Day 16: XGBoost (Extreme Gradient Boosting) : Ultimate Deep Dive

Saket KhopkarSaket Khopkar
7 min read

XGBoost → a GBM but a faster version!!

XGBoost is an upgraded, battle-hardened, production-ready version of Gradient Boosting. Just imagine:

  • GBM is a smart but slow marathon runner.

  • XGBoost is that same runner after years of training, with rocket shoes, optimized diet, and laser focus.

In short: XGBoost learns from mistakes (like GBM) but 10x faster, 10x smarter, and with fewer errors.


The Need for XGBoost

No doubt GBM was strong, but it had it’s flaws such as:

ProblemReal Issue
Slow TrainingTrees were built sequentially and inefficiently
Overfitting RiskNo regularization; it just kept fitting harder and harder
Poor Handling of Missing DataNeeded manual cleaning and filling

So, if the dataset was huge (millions of rows, 100+ features), classic GBM would collapse:

  • It took too long

  • It overfit

  • It couldn’t handle sparse or missing data

There was a need for a change, and that change was XGBoost.

💡
Nearly every winning solution on Kaggle competitions from 2015–2020 used XGBoost.

XGBoost was revolutionary. It fixed all the flaws we discussed above by:

ProblemHow XGBoost Solved It
Slow TrainingParallelize tree construction using multiple cores
OverfittingAdd regularization (L1 + L2 penalties)
Missing DataSmartly handle missing values by learning best splits

That's why XGBoost = "Extreme" Gradient Boosting.


A Practical view

We will get to know more about the need of XGBoost in place of GBM by having a look at the code example below.

import time
import matplotlib.pyplot as plt
import pandas as pd
import numpy as np
from sklearn.model_selection import train_test_split
from sklearn.metrics import accuracy_score

from sklearn.ensemble import GradientBoostingClassifier
import xgboost as xgb

Yeah, don’t forget this line before:

pip install xgboost

We will generate a fake dataset for our demonstration.

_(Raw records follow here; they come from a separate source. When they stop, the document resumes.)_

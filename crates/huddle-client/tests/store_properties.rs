//! Property-based tests for message merging.
//!
//! History pages, live pushes and reply lookups may arrive in any order and
//! any number of times. The store must end up with each message exactly once,
//! in id order, with every reply whose target is known resolved.

use huddle_client::{MessageStore, PageKind, ReplyState, StoredMessage, Viewport};
use huddle_proto::{Message, MessageId, MsgType, RoomId, SenderRef};
use proptest::prelude::*;

const ROOM: RoomId = 9;
const COUNT: u64 = 40;

fn reply_target(id: MessageId) -> Option<MessageId> {
    (id % 3 == 0).then_some(id / 2)
}

fn msg(id: MessageId) -> Message {
    Message {
        id,
        room_id: ROOM,
        sender: SenderRef::human(id % 4),
        content: format!("m{id}"),
        created_at: id * 1000,
        reply_to: reply_target(id),
        msg_type: MsgType::Text,
    }
}

#[derive(Debug, Clone)]
enum Delivery {
    Live(MessageId),
    Page(PageKind, MessageId, u64),
}

fn delivery() -> impl Strategy<Value = Delivery> {
    prop_oneof![
        (1..=COUNT).prop_map(Delivery::Live),
        (1..=COUNT, 1u64..8).prop_map(|(start, len)| Delivery::Page(PageKind::Older, start, len)),
        (1..=COUNT, 1u64..8).prop_map(|(start, len)| Delivery::Page(PageKind::CatchUp, start, len)),
    ]
}

fn deliver(store: &mut MessageStore, delivery: &Delivery) {
    match *delivery {
        Delivery::Live(id) => {
            let _ = store.ingest_live(msg(id), Viewport::AT_BOTTOM);
        },
        Delivery::Page(kind, start, len) => {
            let end = (start + len).min(COUNT + 1);
            // Pages arrive newest first
            let page = (start..end).rev().map(msg).collect();
            let _ = store.ingest_history_page(kind, page);
        },
    }
}

fn snapshot(store: &MessageStore) -> Vec<StoredMessage> {
    store.messages().cloned().collect()
}

proptest! {
    #[test]
    fn any_interleaving_yields_each_message_once(
        deliveries in prop::collection::vec(delivery(), 0..60),
        tail in prop::collection::vec(1..=COUNT, 0..20),
    ) {
        let mut store = MessageStore::new(20);
        store.switch_room(ROOM);

        for d in &deliveries {
            deliver(&mut store, d);
        }
        for id in 1..=COUNT {
            deliver(&mut store, &Delivery::Live(id));
        }
        for id in tail {
            deliver(&mut store, &Delivery::Live(id));
        }

        let expected: Vec<_> = (1..=COUNT).collect();
        prop_assert_eq!(store.ids(), expected);

        for entry in store.messages() {
            match reply_target(entry.id()) {
                Some(target) => prop_assert_eq!(
                    entry.reply().target().map(|m| m.id),
                    Some(target),
                    "message {} should resolve its reply", entry.id()
                ),
                None => prop_assert_eq!(entry.reply(), &ReplyState::None),
            }
        }
        prop_assert!(store.pending_targets().is_empty());
    }

    #[test]
    fn merge_order_does_not_matter(
        mut ids in prop::collection::vec(1..=COUNT, 1..80),
    ) {
        let mut forward = MessageStore::new(20);
        forward.switch_room(ROOM);
        for &id in &ids {
            let _ = forward.ingest_live(msg(id), Viewport::AT_BOTTOM);
        }

        ids.reverse();
        let mut backward = MessageStore::new(20);
        backward.switch_room(ROOM);
        let _ = backward.ingest_history_page(PageKind::Older, ids.iter().copied().map(msg).collect());

        prop_assert_eq!(snapshot(&forward), snapshot(&backward));
    }

    #[test]
    fn repeated_resolution_equals_single(
        found in prop::collection::btree_set(100u64..106, 0..6),
        repeats in 2usize..4,
    ) {
        let replies: Vec<Message> = (0..6u64)
            .map(|i| Message { reply_to: Some(100 + i), ..msg(1 + i) })
            .collect();
        let requested: Vec<MessageId> = (100..106).collect();
        let targets: Vec<Message> =
            found.iter().map(|&id| Message { reply_to: None, ..msg(id) }).collect();

        let mut once = MessageStore::new(20);
        once.switch_room(ROOM);
        let _ = once.ingest_history_page(PageKind::Initial, replies.clone());
        let _ = once.apply_resolution(&requested, targets.clone());

        let mut many = MessageStore::new(20);
        many.switch_room(ROOM);
        let _ = many.ingest_history_page(PageKind::Initial, replies);
        for _ in 0..repeats {
            let _ = many.apply_resolution(&requested, targets.clone());
        }

        prop_assert_eq!(snapshot(&once), snapshot(&many));
        for entry in once.messages() {
            let target = entry.message().reply_to.unwrap();
            if found.contains(&target) {
                prop_assert_eq!(entry.reply().target().map(|m| m.id), Some(target));
            } else {
                prop_assert_eq!(entry.reply(), &ReplyState::Unavailable);
            }
        }
    }
}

from sklearn.datasets import make_classification

# Generate synthetic classification data
X, y = make_classification(n_samples=10000, n_features=20, 
                            n_informative=15, n_redundant=5, 
                            random_state=42)

# Split into train/test
X_train, X_val, y_train, y_val = train_test_split(X, y, test_size=0.3, random_state=42)

Now, time to begin the show. We will first train it with GBM followed by XGBoost. We will subsequently compare their accuracy as well as training time.

# Train GBM
gbm = GradientBoostingClassifier(
    n_estimators=300,
    learning_rate=0.1,
    max_depth=5
)

start_time = time.time()
gbm.fit(X_train, y_train)
gbm_time = time.time() - start_time

# Predict
y_pred_gbm = gbm.predict(X_val)
gbm_acc = accuracy_score(y_val, y_pred_gbm)

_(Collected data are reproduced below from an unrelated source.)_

//! Whole-session simulation.
//!
//! [`Simulation`] runs the production [`Runtime`] against a [`SimDriver`] and
//! checks the standard invariants after every cycle.

use std::time::Duration;

use huddle_app::{App, Runtime};
use huddle_client::{Client, SessionConfig};
use huddle_proto::RoomId;

use crate::{InvariantRegistry, SessionSnapshot, SimBackend, SimDriver, SimDriverError, SimEnv};

/// Cycles [`Simulation::settle`] runs before giving up on quiescence.
pub const MAX_SETTLE_CYCLES: usize = 10_000;

/// A session driven through the generic runtime in virtual time.
pub struct Simulation {
    runtime: Runtime<SimDriver, SimEnv>,
    driver: SimDriver,
    env: SimEnv,
    invariants: InvariantRegistry,
    quit: bool,
}

impl Simulation {
    /// Session for `config.user_id` against `backend`, with RNG `seed`.
    pub fn new(seed: u64, backend: SimBackend, config: SessionConfig) -> Self {
        let env = SimEnv::with_seed(seed);
        let driver = SimDriver::new(env.clone(), backend);
        let runtime = Runtime::new(driver.clone(), env.clone(), config);
        Self { runtime, driver, env, invariants: InvariantRegistry::standard(), quit: false }
    }

    /// Handle to the driver for injecting input and faults.
    pub fn driver(&self) -> &SimDriver {
        &self.driver
    }

    /// Shared virtual environment.
    pub fn env(&self) -> &SimEnv {
        &self.env
    }

    /// UI state.
    pub fn app(&self) -> &App {
        self.runtime.app()
    }

    /// Session client behind the UI.
    pub fn client(&self) -> &Client<SimEnv> {
        self.runtime.bridge().client()
    }

    /// True once the user quit.
    pub fn has_quit(&self) -> bool {
        self.quit
    }

    /// Capture the observable session state.
    pub fn snapshot(&self) -> SessionSnapshot {
        SessionSnapshot::capture(self.app(), self.client())
    }

    /// Open a room and process everything that follows.
    pub async fn open_room(&mut self, room_id: RoomId) -> Result<(), SimDriverError> {
        self.runtime.open_room(room_id).await?;
        self.check("after open_room");
        self.settle().await
    }

    /// Type a line, press Enter, and process everything that follows.
    pub async fn type_line(&mut self, line: &str) -> Result<(), SimDriverError> {
        self.driver.type_line(line);
        self.settle().await
    }

    /// Run one runtime cycle. Quitting logs out and stops the driver.
    pub async fn step(&mut self) -> Result<(), SimDriverError> {
        if self.quit {
            return Ok(());
        }
        if self.runtime.process_cycle().await? {
            self.quit = true;
            self.runtime.shutdown().await;
            return Ok(());
        }
        self.check("after step");
        Ok(())
    }

    /// Run cycles until no input or responses are waiting.
    pub async fn settle(&mut self) -> Result<(), SimDriverError> {
        for _ in 0..MAX_SETTLE_CYCLES {
            self.step().await?;
            if self.quit || !self.driver.has_pending() {
                return Ok(());
            }
        }
        Err(SimDriverError(format!("not settled after {MAX_SETTLE_CYCLES} cycles")))
    }

    /// Move virtual time forward, then settle.
    pub async fn advance(&mut self, by: Duration) -> Result<(), SimDriverError> {
        self.env.advance(by);
        self.step().await?;
        self.settle().await
    }

    /// Advance in `step` increments for `total`, settling after each.
    pub async fn run_for(&mut self, total: Duration, step: Duration) -> Result<(), SimDriverError> {
        let mut elapsed = Duration::ZERO;
        while elapsed < total {
            self.advance(step).await?;
            elapsed += step;
        }
        Ok(())
    }

    fn check(&self, context: &str) {
        self.invariants.assert_all(&self.snapshot(), context);
    }
}
//! Chat message types.
//!
//! [`WireMessage`] mirrors the backend JSON exactly (camelCase, optional ids).
//! [`Message`] is the validated domain form used everywhere else: ids are
//! required and the sender is a typed [`SenderRef`].

use serde::{Deserialize, Serialize};

use crate::ProtocolError;

/// Room (chat group) identifier.
pub type RoomId = u64;

/// Server-assigned message identifier, monotonically increasing per room.
pub type MessageId = u64;

/// Human user identifier.
pub type UserId = u64;

/// Chatbot identifier.
pub type BotId = u64;

/// Kind of participant that authored a message.
#[derive(Debug, Clone, Copy, PartialEq, Eq, Hash, Serialize, Deserialize)]
pub enum SenderKind {
    /// A human user.
    #[serde(rename = "USER")]
    Human,
    /// An automated chatbot participant.
    #[serde(rename = "CHATBOT")]
    Bot,
}

/// Typed reference to a message author.
#[derive(Debug, Clone, Copy, PartialEq, Eq, Hash)]
pub struct SenderRef {
    /// Participant kind.
    pub kind: SenderKind,
    /// User ID for humans, bot ID for bots.
    pub id: u64,
}

impl SenderRef {
    /// Reference a human user.
    pub fn human(id: UserId) -> Self {
        Self { kind: SenderKind::Human, id }
    }

    /// Reference a chatbot.
    pub fn bot(id: BotId) -> Self {
        Self { kind: SenderKind::Bot, id }
    }

    /// True if the sender is a chatbot.
    pub fn is_bot(&self) -> bool {
        self.kind == SenderKind::Bot
    }
}

/// Message type tag carried on the wire.
#[derive(Debug, Clone, Copy, PartialEq, Eq, Default, Serialize, Deserialize)]
#[serde(rename_all = "UPPERCASE")]
pub enum MsgType {
    /// Plain room message.
    #[default]
    Text,
    /// Message addressed to a chatbot.
    Bot,
}

/// A chat message in a room.
#[derive(Debug, Clone, PartialEq, Eq)]
pub struct Message {
    /// Server-assigned ID. Unique and ordered within the room.
    pub id: MessageId,
    /// Room the message belongs to.
    pub room_id: RoomId,
    /// Author.
    pub sender: SenderRef,
    /// Text content, may contain lightweight markup.
    pub content: String,
    /// Creation time in Unix milliseconds.
    pub created_at: u64,
    /// Message this one replies to, if any.
    pub reply_to: Option<MessageId>,
    /// Wire message type.
    pub msg_type: MsgType,
}

impl Message {
    /// Parse a message from its JSON wire form.
    pub fn from_json(json: &str) -> Result<Self, ProtocolError> {
        let wire: WireMessage = serde_json::from_str(json)?;
        Self::try_from(wire)
    }

    /// Convert an already parsed JSON object.
    pub fn from_value(value: serde_json::Value) -> Result<Self, ProtocolError> {
        let wire: WireMessage = serde_json::from_value(value)?;
        Self::try_from(wire)
    }

    /// Serialize to the JSON wire form.
    pub fn to_json(&self) -> Result<String, ProtocolError> {
        Ok(serde_json::to_string(&WireMessage::from(self))?)
    }
}

/// JSON message object as sent by the backend.
#[derive(Debug, Clone, PartialEq, Eq, Serialize, Deserialize)]
#[serde(rename_all = "camelCase")]
pub struct WireMessage {
    /// Message ID. Absent on malformed payloads.
    pub msg_id: Option<MessageId>,
    /// Room ID. Absent on malformed payloads.
    pub group_id: Option<RoomId>,
    /// Author ID (user ID, or bot ID when `bot_id` is absent for bot senders).
    pub sender_id: u64,
    /// Author kind.
    pub sender_type: SenderKind,
    /// Text content.
    pub content: String,
    /// Creation time in Unix milliseconds.
    pub create_time: u64,
    /// Replied-to message.
    #[serde(default, skip_serializing_if = "Option::is_none")]
    pub reply_to_msg_id: Option<MessageId>,
    /// Message type tag.
    #[serde(default)]
    pub msg_type: MsgType,
    /// Bot addressed by, or authoring, this message.
    #[serde(default, skip_serializing_if = "Option::is_none")]
    pub bot_id: Option<BotId>,
}

impl TryFrom<WireMessage> for Message {
    type Error = ProtocolError;

    fn try_from(wire: WireMessage) -> Result<Self, Self::Error> {
        let id = wire.msg_id.ok_or(ProtocolError::MissingField("msgId"))?;
        let room_id = wire.group_id.ok_or(ProtocolError::MissingField("groupId"))?;

        let sender = match wire.sender_type {
            SenderKind::Human => SenderRef::human(wire.sender_id),
            SenderKind::Bot => SenderRef::bot(wire.bot_id.unwrap_or(wire.sender_id)),
        };

        Ok(Self {
            id,
            room_id,
            sender,
            content: wire.content,
            created_at: wire.create_time,
            reply_to: wire.reply_to_msg_id,
            msg_type: wire.msg_type,
        })
    }
}

impl From<&Message> for WireMessage {
    fn from(message: &Message) -> Self {
        Self {
            msg_id: Some(message.id),
            group_id: Some(message.room_id),
            sender_id: message.sender.id,
            sender_type: message.sender.kind,
            content: message.content.clone(),
            create_time: message.created_at,
            reply_to_msg_id: message.reply_to,
            msg_type: message.msg_type,
            bot_id: message.sender.is_bot().then_some(message.sender.id),
        }
    }
}
//! Driver trait for abstracting I/O operations.
//!
//! The [`Driver`] trait decouples the application runtime from specific I/O
//! implementations. Each frontend implements the trait to provide
//! platform-specific I/O, while the generic [`crate::Runtime`] handles all
//! orchestration.

use std::{future::Future, ops::Sub, time::Duration};

use huddle_client::{BatchRequest, PageKind};
use huddle_proto::{HistoryQuery, OutboundFrame, RoomId, api::TrackedEvent};

use crate::{App, AppEvent, NetworkEvent};

/// Abstracts I/O operations for the application runtime.
///
/// Implementations provide platform-specific I/O while the generic
/// [`Runtime`](crate::Runtime) handles orchestration logic. This ensures
/// the same orchestration code runs in the terminal client and simulation.
///
/// Requests (`dial`, `fetch_*`, `submit_*`) must not wait for the server.
/// Their outcomes are reported later through [`Driver::poll_network`], tagged
/// with the room or request they were made for.
///
/// # Implementations
///
/// - **CLI**: stdin lines for input, STOMP links and the HTTP API for I/O
/// - **Simulation**: in-memory backend with scripted delays and failures
pub trait Driver: Send {
    /// Platform-specific error type.
    type Error: std::error::Error + Send + 'static;

    /// Time instant type. Enables virtual time in simulation.
    type Instant: Copy + Ord + Send + Sync + Sub<Output = Duration>;

    /// Poll for the next input event.
    ///
    /// Returns available events or `None` if no events are ready.
    fn poll_event(&mut self) -> impl Future<Output = Result<Option<AppEvent>, Self::Error>> + Send;

    /// Next completed I/O result, or `None` if nothing is ready.
    fn poll_network(&mut self) -> impl Future<Output = Option<NetworkEvent>> + Send;

    /// Acquire the room's link, reusing a live one.
    ///
    /// # Errors
    ///
    /// Returns an error if the link cannot even be started. Connection
    /// failures after that are reported as [`NetworkEvent::LinkDown`].
    fn dial(&mut self, room_id: RoomId) -> impl Future<Output = Result<(), Self::Error>> + Send;

    /// Publish a message on the room's link.
    ///
    /// # Errors
    ///
    /// Returns an error if the room has no link.
    fn transmit(
        &mut self,
        room_id: RoomId,
        frame: OutboundFrame,
    ) -> impl Future<Output = Result<(), Self::Error>> + Send;

    /// Close the room's link, or every link when `None`.
    fn release(&mut self, room_id: Option<RoomId>);

    /// Start fetching a history page.
    fn fetch_history(&mut self, kind: PageKind, query: HistoryQuery);

    /// Start a batch lookup of reply targets.
    fn fetch_replies(&mut self, request: BatchRequest);

    /// Start fetching the room's members and bots.
    fn fetch_roster(&mut self, room_id: RoomId);

    /// Start submitting a telemetry batch.
    fn submit_telemetry(&mut self, batch_id: u64, events: Vec<TrackedEvent>, attempt: u32);

    /// Submit one telemetry event, ignoring the outcome.
    fn submit_telemetry_event(&mut self, event: TrackedEvent);

    /// Current time instant.
    fn now(&self) -> Self::Instant;

    /// Render the application state.
    ///
    /// # Errors
    ///
    /// Returns an error if rendering fails.
    fn render(&mut self, app: &App) -> Result<(), Self::Error>;

    /// Stop all I/O and clean up resources.
    fn stop(&mut self);
}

print(f"GBM Accuracy: {gbm_acc:.4f}")
print(f"GBM Training Time: {gbm_time:.2f} seconds")
GBM Accuracy: 0.9543
GBM Training Time: 28.75 seconds

Now time for the other one.

# Train XGBoost
xgb_model = xgb.XGBClassifier(
    n_estimators=300,
    learning_rate=0.1,
    max_depth=5,
    subsample=0.8,
    colsample_bytree=0.8,
    use_label_encoder=False,
    eval_metric='logloss'
)

start_time = time.time()
xgb_model.fit(
    X_train, y_train,
    eval_set=[(X_val, y_val)],
    verbose=False
)
xgb_time = time.time() - start_time

# Predict
y_pred_xgb = xgb_model.predict(X_val)
xgb_acc = accuracy_score(y_val, y_pred_xgb)

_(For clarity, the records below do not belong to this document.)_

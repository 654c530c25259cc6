//! Line-oriented terminal driver.
//!
//! Implements the [`Driver`] trait over stdin/stdout and the real transport:
//! one STOMP link per room, HTTP requests spawned onto the tokio runtime,
//! their outcomes funneled back through a channel as [`NetworkEvent`]s.
//! Reachability of the broker host stands in for online/offline signals.
//!
//! Each stdin line is replayed as key presses followed by Enter, so slash
//! commands and messages go through the same [`huddle_app::App`] editing path
//! as in any other front end.

use std::{
    collections::VecDeque,
    io::{self, Write},
    time::{Duration, Instant},
};

use huddle_app::{App, AppEvent, Driver, KeyInput, NetworkEvent};
use huddle_client::{
    BatchRequest, ConnectionRegistry, LinkHandle, LinkState, PageKind,
    transport::{
        ApiClient, DEFAULT_CHECK_INTERVAL, DEFAULT_CHECK_TIMEOUT, LinkConfig, LinkEvent,
        NetworkMonitor, Reachability, StompLink, TransportError,
    },
};
use huddle_proto::{HistoryQuery, OutboundFrame, RoomId, api::TrackedEvent};
use thiserror::Error;
use tokio::{
    io::{AsyncBufReadExt, BufReader, Lines, Stdin},
    sync::mpsc,
};
use tracing::{debug, warn};

use crate::Renderer;

/// Time between ticks while waiting for input.
pub const TICK_INTERVAL: Duration = Duration::from_millis(100);

/// Line driver errors.
#[derive(Debug, Error)]
pub enum CliError {
    /// Terminal I/O failed.
    #[error("I/O error: {0}")]
    Io(#[from] io::Error),

    /// Transport failed.
    #[error("transport error: {0}")]
    Transport(#[from] TransportError),

    /// No link is open for the room.
    #[error("no link for room {0}")]
    NoLink(RoomId),
}

/// Terminal driver reading commands line by line.
pub struct LineDriver {
    lines: Lines<BufReader<Stdin>>,
    pending: VecDeque<AppEvent>,
    input_closed: bool,
    links: ConnectionRegistry<StompLink>,
    link_config: LinkConfig,
    api: ApiClient,
    link_tx: mpsc::UnboundedSender<LinkEvent>,
    link_rx: mpsc::UnboundedReceiver<LinkEvent>,
    results_tx: mpsc::UnboundedSender<NetworkEvent>,
    results_rx: mpsc::UnboundedReceiver<NetworkEvent>,
    reachability_rx: mpsc::UnboundedReceiver<Reachability>,
    _monitor: NetworkMonitor,
    renderer: Renderer,
}

impl LineDriver {
    /// Create a driver for the given endpoints. Must be called from within
    /// a tokio runtime.
    pub fn new(link_config: LinkConfig, api: ApiClient) -> Self {
        Self::with_network_check(link_config, api, DEFAULT_CHECK_INTERVAL)
    }

    /// Like [`Self::new`], checking the broker host every `interval`.
    pub fn with_network_check(
        link_config: LinkConfig,
        api: ApiClient,
        interval: Duration,
    ) -> Self {
        let (link_tx, link_rx) = mpsc::unbounded_channel();
        let (results_tx, results_rx) = mpsc::unbounded_channel();
        let (reachability_tx, reachability_rx) = mpsc::unbounded_channel();
        let monitor = NetworkMonitor::spawn(
            link_config.authority(),
            interval,
            DEFAULT_CHECK_TIMEOUT.min(interval),
            reachability_tx,
        );

        Self {
            lines: BufReader::new(tokio::io::stdin()).lines(),
            pending: VecDeque::new(),
            input_closed: false,
            links: ConnectionRegistry::new(),
            link_config,
            api,
            link_tx,
            link_rx,
            results_tx,
            results_rx,
            reachability_rx,
            _monitor: monitor,
            renderer: Renderer::new(),
        }
    }

    fn queue_line(&mut self, line: &str) {
        self.pending.extend(KeyInput::line(line).map(AppEvent::Key));
    }

    /// Run `request` in the background and report its outcome.
    fn spawn_request<F>(&self, request: F)
    where
        F: Future<Output = NetworkEvent> + Send + 'static,
    {
        let results = self.results_tx.clone();
        tokio::spawn(async move {
            // The receiver only goes away on shutdown
            let _ = results.send(request.await);
        });
    }
}

impl Driver for LineDriver {
    type Error = CliError;
    type Instant = Instant;

    async fn poll_event(&mut self) -> Result<Option<AppEvent>, Self::Error> {
        if let Some(event) = self.pending.pop_front() {
            return Ok(Some(event));
        }
        if self.input_closed {
            // End of input quits
            return Ok(Some(AppEvent::Key(KeyInput::Esc)));
        }

        tokio::select! {
            line = self.lines.next_line() => {
                match line? {
                    Some(line) => self.queue_line(line.trim_end()),
                    None => self.input_closed = true,
                }
                Ok(self.pending.pop_front())
            }
            () = tokio::time::sleep(TICK_INTERVAL) => Ok(Some(AppEvent::Tick)),
        }
    }

    async fn poll_network(&mut self) -> Option<NetworkEvent> {
        if let Ok(change) = self.reachability_rx.try_recv() {
            return Some(match change {
                Reachability::Reachable => NetworkEvent::Online,
                Reachability::Unreachable => NetworkEvent::Offline,
            });
        }
        if let Ok(event) = self.link_rx.try_recv() {
            return Some(match event {
                LinkEvent::Up { room_id } => NetworkEvent::LinkUp { room_id },
                LinkEvent::Down { room_id, reason } => NetworkEvent::LinkDown { room_id, reason },
                LinkEvent::Message { room_id, message } => {
                    NetworkEvent::LiveMessage { room_id, message }
                },
            });
        }
        self.results_rx.try_recv().ok()
    }

    async fn dial(&mut self, room_id: RoomId) -> Result<(), Self::Error> {
        let config = &self.link_config;
        let events = &self.link_tx;
        let link = self.links.acquire(room_id, || {
            Ok::<_, CliError>(StompLink::spawn(config.clone(), room_id, events.clone()))
        })?;

        // A reused link will not announce itself again
        if link.state() == LinkState::Connected {
            debug!(room_id, "reusing live link");
            let _ = self.results_tx.send(NetworkEvent::LinkUp { room_id });
        }
        Ok(())
    }

    async fn transmit(&mut self, room_id: RoomId, frame: OutboundFrame) -> Result<(), Self::Error> {
        let link = self.links.get(room_id).ok_or(CliError::NoLink(room_id))?;
        link.transmit(&frame)?;
        Ok(())
    }

    fn release(&mut self, room_id: Option<RoomId>) {
        match room_id {
            Some(room_id) => {
                self.links.invalidate(room_id);
            },
            None => {
                self.links.invalidate_all();
            },
        }
    }

    fn fetch_history(&mut self, kind: PageKind, query: HistoryQuery) {
        let api = self.api.clone();
        self.spawn_request(async move {
            let room_id = query.room_id;
            match api.history(&query).await {
                Ok(page) => NetworkEvent::HistoryLoaded {
                    room_id,
                    kind,
                    returned: page.returned,
                    messages: page.messages,
                },
                Err(err) => NetworkEvent::HistoryFailed { room_id, kind, reason: err.to_string() },
            }
        });
    }

    fn fetch_replies(&mut self, request: BatchRequest) {
        let api = self.api.clone();
        self.spawn_request(async move {
            match api.messages_by_id(request.room_id, &request.msg_ids).await {
                Ok(messages) => NetworkEvent::RepliesLoaded { request, messages },
                Err(err) => NetworkEvent::RepliesFailed { request, reason: err.to_string() },
            }
        });
    }

    fn fetch_roster(&mut self, room_id: RoomId) {
        let api = self.api.clone();
        self.spawn_request(async move {
            match tokio::try_join!(api.members(room_id), api.bots(room_id)) {
                Ok((members, bots)) => NetworkEvent::RosterLoaded { room_id, members, bots },
                Err(err) => NetworkEvent::RosterFailed { room_id, reason: err.to_string() },
            }
        });
    }

    fn submit_telemetry(&mut self, batch_id: u64, events: Vec<TrackedEvent>, attempt: u32) {
        let api = self.api.clone();
        self.spawn_request(async move {
            let result = api.track_batch(&events).await;
            if let Err(err) = &result {
                debug!(batch_id, attempt, %err, "telemetry batch rejected");
            }
            NetworkEvent::TelemetryResult { batch_id, ok: result.is_ok() }
        });
    }

    fn submit_telemetry_event(&mut self, event: TrackedEvent) {
        let api = self.api.clone();
        tokio::spawn(async move {
            if let Err(err) = api.track_event(&event).await {
                warn!(%err, "telemetry event dropped");
            }
        });
    }

    fn now(&self) -> Self::Instant {
        Instant::now()
    }

    fn render(&mut self, app: &App) -> Result<(), Self::Error> {
        let lines = self.renderer.render(app);
        if lines.is_empty() {
            return Ok(());
        }

        let mut out = io::stdout().lock();
        for line in lines {
            writeln!(out, "{line}")?;
        }
        out.flush()?;
        Ok(())
    }

    fn stop(&mut self) {
        let closed = self.links.invalidate_all();
        debug!(closed, "links closed");
    }
}

#[cfg(test)]
mod tests {
    use tokio::net::TcpListener;

    use super::*;

    async fn next_network_event(driver: &mut LineDriver) -> NetworkEvent {
        for _ in 0..500 {
            if let Some(event) = driver.poll_network().await {
                return event;
            }
            tokio::time::sleep(Duration::from_millis(10)).await;
        }
        unreachable!("no network event within 5s");
    }

    #[tokio::test]
    async fn broker_host_going_away_and_back_is_reported() {
        let listener = TcpListener::bind("127.0.0.1:0").await.unwrap();
        let addr = listener.local_addr().unwrap();
        let config = LinkConfig::new(format!("ws://{addr}/ws"));
        let api = ApiClient::new(format!("http://{addr}"));
        let mut driver = LineDriver::with_network_check(config, api, Duration::from_millis(20));

        drop(listener);
        assert!(matches!(next_network_event(&mut driver).await, NetworkEvent::Offline));

        let _listener = TcpListener::bind(addr).await.unwrap();
        assert!(matches!(next_network_event(&mut driver).await, NetworkEvent::Online));
    }
}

print(f"XGBoost Accuracy: {xgb_acc:.4f}")
print(f"XGBoost Training Time: {xgb_time:.2f} seconds")
XGBoost Accuracy: 0.9153
XGBoost Training Time: 0.61 seconds

Drastic difference isn’t is? Well, you will notice it better visually.

# Plotting comparison
models = ['GBM', 'XGBoost']
accuracy = [gbm_acc, xgb_acc]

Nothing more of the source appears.